▶ [Supplied material]:

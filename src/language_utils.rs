use anyhow::{anyhow, Result};
use isolang::Language;

/// Language utilities for ISO language code handling
///
/// Target languages are given as ISO 639-1 (2-letter) or ISO 639-2 (3-letter)
/// codes, optionally with a regional variant ("BR", "419").
/// Language code type
#[derive(Debug, Clone, Copy, PartialEq, Eq)]
pub enum LanguageCodeType {
    /// ISO 639-1 (2-letter) code
    Part1,
    /// ISO 639-2/T (3-letter) code
    Part2T,
    /// ISO 639-2/B (3-letter) code
    Part2B,
}

// @const: ISO 639-2/B codes that differ from their 639-2/T form
const BIBLIOGRAPHIC_CODES: &[(&str, &str)] = &[
    ("fre", "fra"),
    ("ger", "deu"),
    ("dut", "nld"),
    ("gre", "ell"),
    ("chi", "zho"),
    ("cze", "ces"),
    ("ice", "isl"),
    ("alb", "sqi"),
    ("arm", "hye"),
    ("baq", "eus"),
    ("bur", "mya"),
    ("per", "fas"),
    ("geo", "kat"),
    ("may", "msa"),
    ("mac", "mkd"),
    ("rum", "ron"),
    ("slo", "slk"),
    ("wel", "cym"),
];

fn terminology_form(code: &str) -> Option<&'static str> {
    BIBLIOGRAPHIC_CODES
        .iter()
        .find(|(bibliographic, _)| *bibliographic == code)
        .map(|(_, terminology)| *terminology)
}

/// Validate if a language code is a valid ISO 639-1 or ISO 639-2 code
pub fn validate_language_code(code: &str) -> Result<LanguageCodeType> {
    let normalized_code = code.trim().to_lowercase();

    match normalized_code.len() {
        2 if Language::from_639_1(&normalized_code).is_some() => Ok(LanguageCodeType::Part1),
        3 if Language::from_639_3(&normalized_code).is_some() => Ok(LanguageCodeType::Part2T),
        3 if terminology_form(&normalized_code).is_some() => Ok(LanguageCodeType::Part2B),
        _ => Err(anyhow!("Invalid language code: {}", code)),
    }
}

/// Normalize a language code to ISO 639-2/T (3-letter) format
pub fn normalize_to_part2t(code: &str) -> Result<String> {
    let normalized_code = code.trim().to_lowercase();

    match validate_language_code(&normalized_code)? {
        LanguageCodeType::Part1 => Language::from_639_1(&normalized_code)
            .map(|lang| lang.to_639_3().to_string())
            .ok_or_else(|| anyhow!("Cannot normalize invalid language code: {}", code)),
        LanguageCodeType::Part2T => Ok(normalized_code),
        LanguageCodeType::Part2B => terminology_form(&normalized_code)
            .map(str::to_string)
            .ok_or_else(|| anyhow!("Cannot normalize invalid language code: {}", code)),
    }
}

/// Get the language name from a code
pub fn get_language_name(code: &str) -> Result<String> {
    let normalized = normalize_to_part2t(code)?;
    let lang = Language::from_639_3(&normalized)
        .ok_or_else(|| anyhow!("Failed to get language from code: {}", normalized))?;

    Ok(lang.to_name().to_string())
}

/// Validate a regional variant subtag: two letters (ISO 3166-1, "BR") or three
/// digits (UN M.49, "419")
pub fn validate_regional_variant(variant: &str) -> Result<()> {
    let variant = variant.trim();
    let is_alpha = variant.len() == 2 && variant.chars().all(|c| c.is_ascii_alphabetic());
    let is_numeric = variant.len() == 3 && variant.chars().all(|c| c.is_ascii_digit());

    if is_alpha || is_numeric {
        Ok(())
    } else {
        Err(anyhow!("Invalid regional variant: {}", variant))
    }
}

▶ [Goal of the exercise]: Could you reproduce every record above exactly as it appears?

▶ [Solution to this exercise]:
filename src/language_utils.rs
use anyhow::{anyhow, Result};
use isolang::Language;

/// Language utilities for ISO language code handling
///
/// Target languages are given as ISO 639-1 (2-letter) or ISO 639-2 (3-letter)
/// codes, optionally with a regional variant ("BR", "419").
/// Language code type
#[derive(Debug, Clone, Copy, PartialEq, Eq)]
pub enum LanguageCodeType {
    /// ISO 639-1 (2-letter) code
    Part1,
    /// ISO 639-2/T (3-letter) code
    Part2T,
    /// ISO 639-2/B (3-letter) code
    Part2B,
}

// @const: ISO 639-2/B codes that differ from their 639-2/T form
const BIBLIOGRAPHIC_CODES: &[(&str, &str)] = &[
    ("fre", "fra"),
    ("ger", "deu"),
    ("dut", "nld"),
    ("gre", "ell"),
    ("chi", "zho"),
    ("cze", "ces"),
    ("ice", "isl"),
    ("alb", "sqi"),
    ("arm", "hye"),
    ("baq", "eus"),
    ("bur", "mya"),
    ("per", "fas"),
    ("geo", "kat"),
    ("may", "msa"),
    ("mac", "mkd"),
    ("rum", "ron"),
    ("slo", "slk"),
    ("wel", "cym"),
];

fn terminology_form(code: &str) -> Option<&'static str> {
    BIBLIOGRAPHIC_CODES
        .iter()
        .find(|(bibliographic, _)| *bibliographic == code)
        .map(|(_, terminology)| *terminology)
}

/// Validate if a language code is a valid ISO 639-1 or ISO 639-2 code
pub fn validate_language_code(code: &str) -> Result<LanguageCodeType> {
    let normalized_code = code.trim().to_lowercase();

    match normalized_code.len() {
        2 if Language::from_639_1(&normalized_code).is_some() => Ok(LanguageCodeType::Part1),
        3 if Language::from_639_3(&normalized_code).is_some() => Ok(LanguageCodeType::Part2T),
        3 if terminology_form(&normalized_code).is_some() => Ok(LanguageCodeType::Part2B),
        _ => Err(anyhow!("Invalid language code: {}", code)),
    }
}

/// Normalize a language code to ISO 639-2/T (3-letter) format
pub fn normalize_to_part2t(code: &str) -> Result<String> {
    let normalized_code = code.trim().to_lowercase();

    match validate_language_code(&normalized_code)? {
        LanguageCodeType::Part1 => Language::from_639_1(&normalized_code)
            .map(|lang| lang.to_639_3().to_string())
            .ok_or_else(|| anyhow!("Cannot normalize invalid language code: {}", code)),
        LanguageCodeType::Part2T => Ok(normalized_code),
        LanguageCodeType::Part2B => terminology_form(&normalized_code)
            .map(str::to_string)
            .ok_or_else(|| anyhow!("Cannot normalize invalid language code: {}", code)),
    }
}

/// Get the language name from a code
pub fn get_language_name(code: &str) -> Result<String> {
    let normalized = normalize_to_part2t(code)?;
    let lang = Language::from_639_3(&normalized)
        .ok_or_else(|| anyhow!("Failed to get language from code: {}", normalized))?;

    Ok(lang.to_name().to_string())
}

/// Validate a regional variant subtag: two letters (ISO 3166-1, "BR") or three
/// digits (UN M.49, "419")
pub fn validate_regional_variant(variant: &str) -> Result<()> {
    let variant = variant.trim();
    let is_alpha = variant.len() == 2 && variant.chars().all(|c| c.is_ascii_alphabetic());
    let is_numeric = variant.len() == 3 && variant.chars().all(|c| c.is_ascii_digit());

    if is_alpha || is_numeric {
        Ok(())
    } else {
        Err(anyhow!("Invalid regional variant: {}", variant))
    }
}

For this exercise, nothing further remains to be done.